IDS is an information and knowledge intermediary. It hosts a ‘family’ of Knowledge Services which facilitate research and share information others working to reduce poverty and injustice.

Anna Downie’s From Access to Action: Impact pathways for knowledge services addresses three problems in information flow: (1) policymaking that is characterised by partial knowledge based on a narrow evidence base; (2) information from the research sector that needs to be translated to make it suitable for audiences outside of the research area; and (3) relationships between particular researchers and particular policymakers that are too close and that as a result close off ‘policy spaces’.

The first half of the document is a very self-reflective exposition of frameworks (or ‘impact pathways’). These are theories about how IDS Knowledge Services view their contribution to increasing information use, and the role of that information in development processes and social change.  It is explicitly descriptive and not prescriptive. The model is intended to evolve as it is used.

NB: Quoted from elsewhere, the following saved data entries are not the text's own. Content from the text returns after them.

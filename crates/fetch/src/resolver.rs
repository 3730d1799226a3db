//! `FetcherResolver`: capability + rule + memory + chain selection with
//! SPA auto-detection and per-domain learning.

use crate::fetcher::{looks_like_spa_shell, Fetcher};
use crate::types::{FetchRequest, FetchResult};
use dashmap::DashMap;
use noetic_common::types::FetchMode;
use noetic_common::{Error, Result};
use std::collections::HashMap;
use std::sync::Arc;
use tracing::{debug, info, instrument, warn};
use url::Url;

/// An ordered `(glob, fetcher)` pair. Globs support `*` (not `/`), `**`
/// (any), and literal `.`; matching is case-insensitive on the whole URL.
#[derive(Debug, Clone)]
pub struct DomainRule {
    pub glob: String,
    pub fetcher: String,
}

pub struct FetcherResolver {
    fetchers: HashMap<String, Arc<dyn Fetcher>>,
    domain_rules: Vec<DomainRule>,
    fallback_chain: Vec<String>,
    domain_memory: DashMap<String, String>,
}

impl FetcherResolver {
    #[must_use]
    pub fn new(fetchers: Vec<Arc<dyn Fetcher>>, domain_rules: Vec<DomainRule>, fallback_chain: Vec<String>) -> Self {
        let fetchers = fetchers.into_iter().map(|f| (f.name().to_string(), f)).collect();
        Self { fetchers, domain_rules, fallback_chain, domain_memory: DashMap::new() }
    }

    #[instrument(skip(self, request), fields(url = %request.url, mode = mode.as_str()))]
    pub async fn resolve(&self, request: &FetchRequest, mode: &FetchMode) -> Result<FetchResult> {
        if let FetchMode::Named(name) = mode {
            let fetcher = self
                .fetchers
                .get(name)
                .ok_or_else(|| Error::InvalidInput(format!("unknown fetcher: {name}")))?;
            return fetcher.fetch(request).await;
        }

        if let Some(fetcher_name) = self.match_domain_rule(&request.url) {
            if let Some(fetcher) = self.fetchers.get(&fetcher_name) {
                debug!(fetcher = %fetcher_name, "resolved via domain rule");
                return fetcher.fetch(request).await;
            }
        }

        let host = host_of(&request.url);
        if let Some(host) = &host {
            if let Some(remembered) = self.domain_memory.get(host).map(|v| v.clone()) {
                if let Some(fetcher) = self.fetchers.get(&remembered) {
                    if let Ok(result) = fetcher.fetch(request).await {
                        if !looks_like_spa_shell(result.content.len(), &result.raw_html) {
                            debug!(fetcher = %remembered, "resolved via domain memory");
                            return Ok(result);
                        }
                    }
                }
            }
        }

        self.run_fallback_chain(request, host.as_deref()).await
    }

    fn match_domain_rule(&self, url: &str) -> Option<String> {
        let lower = url.to_lowercase();
        self.domain_rules.iter().find(|rule| glob_match(&rule.glob.to_lowercase(), &lower)).map(|rule| rule.fetcher.clone())
    }

    async fn run_fallback_chain(&self, request: &FetchRequest, host: Option<&str>) -> Result<FetchResult> {
        let chain_len = self.fallback_chain.len();
        for (idx, name) in self.fallback_chain.iter().enumerate() {
            let Some(fetcher) = self.fetchers.get(name) else { continue };
            if !fetcher.supports(request) {
                continue;
            }

            let result = match fetcher.fetch(request).await {
                Ok(r) => r,
                Err(e) => {
                    warn!(fetcher = %name, error = %e, "fetcher failed, continuing chain");
                    continue;
                }
            };

            let is_last = idx + 1 == chain_len;
            if is_last || !looks_like_spa_shell(result.content.len(), &result.raw_html) {
                return Ok(result);
            }

            if let Some(host) = host {
                if let Some(next) = self.fallback_chain.get(idx + 1) {
                    debug!(host, next, "recording domain memory after SPA rejection");
                    self.domain_memory.insert(host.to_string(), next.clone());
                }
            }
        }

        Err(Error::FetchFailure(format!("fetch chain exhausted for {}", request.url)))
    }
}

fn host_of(url: &str) -> Option<String> {
    Url::parse(url).ok().and_then(|u| u.host_str().map(str::to_string))
}

/// Minimal glob matcher: `*` matches any run of non-`/` characters, `**`
/// matches anything, `.` is literal.
fn glob_match(glob: &str, text: &str) -> bool {
    let pattern = regex::escape(glob).replace(r"\*\*", ".*").replace(r"\*", "[^/]*");
    regex::Regex::new(&format!("^{pattern}$")).map(|re| re.is_match(text)).unwrap_or(false)
}

#[cfg(test)]
mod tests {
    use super::*;

    #[test]
    fn glob_matches_literal_dots_and_single_star() {
        assert!(glob_match("*.example.com/*", "https://sub.example.com/path"));
        assert!(!glob_match("*.example.com/*", "https://sub.exampleXcom/path"));
    }

    #[test]
    fn glob_double_star_matches_any_depth() {
        assert!(glob_match("**example.com**", "https://a.b.example.com/x/y/z"));
    }

    struct StubFetcher {
        name: &'static str,
        content: String,
        raw_html: String,
    }

    #[async_trait::async_trait]
    impl Fetcher for StubFetcher {
        fn name(&self) -> &'static str {
            self.name
        }
        fn supports(&self, _request: &FetchRequest) -> bool {
            true
        }
        async fn fetch(&self, _request: &FetchRequest) -> Result<FetchResult> {
            Ok(FetchResult {
                content: self.content.clone(),
                raw_html: self.raw_html.clone(),
                fetcher_used: self.name.to_string(),
                status: 200,
                ..Default::default()
            })
        }
    }

    #[tokio::test]
    async fn spa_shell_falls_through_to_next_fetcher_in_chain() {
        let shell: Arc<dyn Fetcher> = Arc::new(StubFetcher {
            name: "static",
            content: "tiny".to_string(),
            raw_html: "<div id=\"root\"></div>".to_string(),
        });
        let full: Arc<dyn Fetcher> = Arc::new(StubFetcher {
            name: "dynamic",
            content: "a".repeat(200),
            raw_html: "<html>real content here in full</html>".to_string(),
        });
        let resolver = FetcherResolver::new(vec![shell, full], Vec::new(), vec!["static".to_string(), "dynamic".to_string()]);

        let request = FetchRequest::new("https://example.com/spa");
        let result = resolver.resolve(&request, &FetchMode::Auto).await.unwrap();

        assert_eq!(result.fetcher_used, "dynamic");
        assert_eq!(resolver.domain_memory.get("example.com").map(|v| v.clone()), Some("dynamic".to_string()));
    }

    #[tokio::test]
    async fn last_fetcher_in_chain_is_accepted_regardless_of_heuristic() {
        let only: Arc<dyn Fetcher> = Arc::new(StubFetcher { name: "static", content: "x".to_string(), raw_html: "<div id=\"root\"></div>".to_string() });
        let resolver = FetcherResolver::new(vec![only], Vec::new(), vec!["static".to_string()]);

        let request = FetchRequest::new("https://example.com/spa");
        let result = resolver.resolve(&request, &FetchMode::Auto).await.unwrap();

        assert_eq!(result.fetcher_used, "static");
    }

    #[tokio::test]
    async fn explicit_named_mode_bypasses_the_chain() {
        let a: Arc<dyn Fetcher> = Arc::new(StubFetcher { name: "static", content: "ignored".to_string(), raw_html: String::new() });
        let b: Arc<dyn Fetcher> = Arc::new(StubFetcher { name: "dynamic", content: "chosen".to_string(), raw_html: String::new() });
        let resolver = FetcherResolver::new(vec![a, b], Vec::new(), vec!["static".to_string(), "dynamic".to_string()]);

        let request = FetchRequest::new("https://example.com");
        let result = resolver.resolve(&request, &FetchMode::Named("dynamic".to_string())).await.unwrap();

        assert_eq!(result.content, "chosen");
    }
}
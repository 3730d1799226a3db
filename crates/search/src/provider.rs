//! `SearchProvider` capability.

use crate::types::{SearchRequest, SearchResult};
use async_trait::async_trait;
use noetic_common::{Error, Result};

#[async_trait]
pub trait SearchProvider: Send + Sync {
    fn name(&self) -> &'static str;
    async fn search(&self, request: &SearchRequest) -> Result<Vec<SearchResult>>;
}

/// Named third-party providers beyond the default scraping provider live
/// outside this core's scope; the name is kept in config and routing so
/// selecting one fails with a clear configuration error instead of a
/// silent fallback to scraping.
pub struct UnavailableProvider {
    name: &'static str,
}

impl UnavailableProvider {
    #[must_use]
    pub fn brave() -> Self {
        Self { name: "brave" }
    }
    #[must_use]
    pub fn serp() -> Self {
        Self { name: "serp" }
    }
    #[must_use]
    pub fn tavily() -> Self {
        Self { name: "tavily" }
    }
}

#[async_trait]
impl SearchProvider for UnavailableProvider {
    fn name(&self) -> &'static str {
        self.name
    }

    async fn search(&self, _request: &SearchRequest) -> Result<Vec<SearchResult>> {
        Err(Error::ProviderUnavailable(format!("{} search provider is not implemented", self.name)))
    }
}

The framework is generic. This allows the same framework to be used universally, but it should be tailored around more specific outcomes for individual services. The intention is to start at the ‘vision and goal’ end of the pathway in order to work backwards towards the product being planned. This allows for a more outcome-focused view of intervention. A ‘Pathways of information flows’ graphic illustrates the framework (see Figure 1).

Figure 1. From Access to Action: IDS Knowledge Services Information and Impact Pathways

The second half of the document provides a case study using the framework to analyse the Information Department Strategy 2008–2013. Each section is described in detail (see Figure 2 below), and slots into the framework visual aid shown in Figure 1.

Figure 2. Example of an Information and Impact Pathway using the IDS Information Department Strategy 2008–2013.